中学受験ともなると、本人の意思も無視できません。経済的な事情から親は「できれば公立で」と思っていても、子どもから「仲の良い友達はみんな塾に行って受験するのだから」と言われることもあります。経済的に明らかに難しい場合はともかく、頑張ればなんとかなるという家庭の場合、悩んだ末に受験を決意する親も多いはず。

この「頑張ればなんとかなる」の難しい決断に直面しがちなのが世帯年収1000万円前後の家庭なのです。

都心と田舎で12万円も差が出る

特に兄弟姉妹がいる場合、全員を中学から私立に入れることを考えると決して容易に決断できることではありませんが、絶対に不可能とも言い切れません。
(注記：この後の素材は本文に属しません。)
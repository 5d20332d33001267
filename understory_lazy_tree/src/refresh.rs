// Copyright 2025 the Understory Authors
// SPDX-License-Identifier: Apache-2.0 OR MIT

//! Deferred representation refresh.
//!
//! Refreshing a node recreates its representation right away and queues one
//! task per child. The host drains the queue a task at a time from its event
//! loop with [`LazyTree::poll_refresh`] (or in bounded batches with
//! [`LazyTree::run_refreshes`]), so a wide or deep tree never blocks a turn.
//!
//! Queued tasks cannot be withdrawn. A task whose node was destroyed in the
//! meantime is dropped when it comes up; a live node is refreshed against
//! whatever children it has at that point.

use alloc::collections::VecDeque;
use tracing::{debug, trace};

use crate::backing::BackingNode;
use crate::error::TreeError;
use crate::surface::Surface;
use crate::tree::LazyTree;
use crate::types::NodeId;

/// FIFO of nodes waiting for their representation to be recreated.
#[derive(Clone, Debug, Default)]
pub(crate) struct RefreshQueue {
    tasks: VecDeque<NodeId>,
}

impl RefreshQueue {
    pub(crate) fn new() -> Self {
        Self::default()
    }

    pub(crate) fn len(&self) -> usize {
        self.tasks.len()
    }

    fn extend(&mut self, ids: impl IntoIterator<Item = NodeId>) {
        self.tasks.extend(ids);
    }

    fn pop(&mut self) -> Option<NodeId> {
        self.tasks.pop_front()
    }
}

impl<B, S> LazyTree<B, S>
where
    B: BackingNode,
    S: Surface<Content = B::Content>,
{
    /// Recreate every representation from the backing nodes' current content.
    ///
    /// Use this when content changed but structure did not. The root is
    /// swapped immediately; descendants follow as queued tasks.
    pub fn refresh_representation(&mut self) {
        let root = self.root();
        debug!(?root, "refreshing representations");
        self.refresh_one(root);
    }

    /// Recreate the representation of `id` now and queue its children.
    pub fn refresh_node(&mut self, id: NodeId) -> Result<(), TreeError> {
        if !self.is_alive(id) {
            return Err(TreeError::StaleNode(id));
        }
        self.refresh_one(id);
        Ok(())
    }

    /// Number of queued refresh tasks, including ones that will turn out stale.
    pub fn pending_refreshes(&self) -> usize {
        self.refresh.len()
    }

    /// Run the next queued refresh task.
    ///
    /// Returns the refreshed node, or `None` once the queue holds no live nodes.
    pub fn poll_refresh(&mut self) -> Option<NodeId> {
        while let Some(id) = self.refresh.pop() {
            if self.is_alive(id) {
                trace!(?id, pending = self.refresh.len(), "refresh task");
                self.refresh_one(id);
                return Some(id);
            }
            trace!(?id, "dropping refresh task for destroyed node");
        }
        None
    }

    /// Run up to `budget` refresh tasks and return how many ran.
    pub fn run_refreshes(&mut self, budget: usize) -> usize {
        let mut ran = 0;
        while ran < budget && self.poll_refresh().is_some() {
            ran += 1;
        }
        ran
    }

    fn refresh_one(&mut self, id: NodeId) {
        self.swap_representation(id);
        let children = self.node(id).children.clone();
        self.refresh.extend(children);
    }

    /// Replace the representation of `id` with a freshly created one that
    /// keeps the old bounds, class, and attachment.
    ///
    /// Nodes without a representation are left alone; the next draw creates one.
    pub(crate) fn swap_representation(&mut self, id: NodeId) {
        let node = self.node(id);
        let Some(old) = node.representation else {
            return;
        };
        let container = node
            .placement
            .map(|(container, _)| container)
            .filter(|&container| self.surface.is_attached(old, container));
        let bounds = self.surface.bounds(old);
        let class = self.surface.class(old);
        self.surface.destroy(old);
        self.node_mut(id).representation = None;

        let new = self.ensure_representation(id);
        if let Some(bounds) = bounds {
            self.surface.set_bounds(new, bounds);
        }
        if let Some(class) = class {
            self.surface.set_class(new, class);
        }
        if let Some(container) = container {
            self.surface.attach(new, container);
        }
    }
}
東京都では2023年から私立中学に通う子どもを対象に年間10万円の補助を開始しましたが、目安世帯年収の上限が910万円という所得制限があり、これもかえって悩みの種となる可能性があります。

こうした地域性の違いは教育費のかけ方にも影響しているようです。文部科学省の「子供の学習費調査」からは、都市の規模が大きいほど学習費が高いことが明らかです。人口10万人未満の市町村の小学生の学習費は年間約28万円なのに対して、100万人以上の市や23区では約47万円と、20万円近い差があります。

この違いの大きな要因のひとつが塾です。年間の学習費のうち学習塾代を比べると、10万人未満の市町村の小学生は平均4万5000円ほどですが、100万人以上の市と23区では16万円になっていて、その差は4倍近くにもなります。

中学生でも2倍近い差があります。大都市に住むほど住居費や生活必需品の物価も高くなりがちですが、先に述べたような事情で塾代などの教育費をかけざるを得ないのかもしれません。

同じ年収1000万円でも、どこに住むかによって生活に必要なコストが違うのは想像がつきやすいことだと思います。それに加え、環境によってそうせざるを得ないものも含めて、結果的にかかる教育費の額にも歴然とした違いがあることがわかります。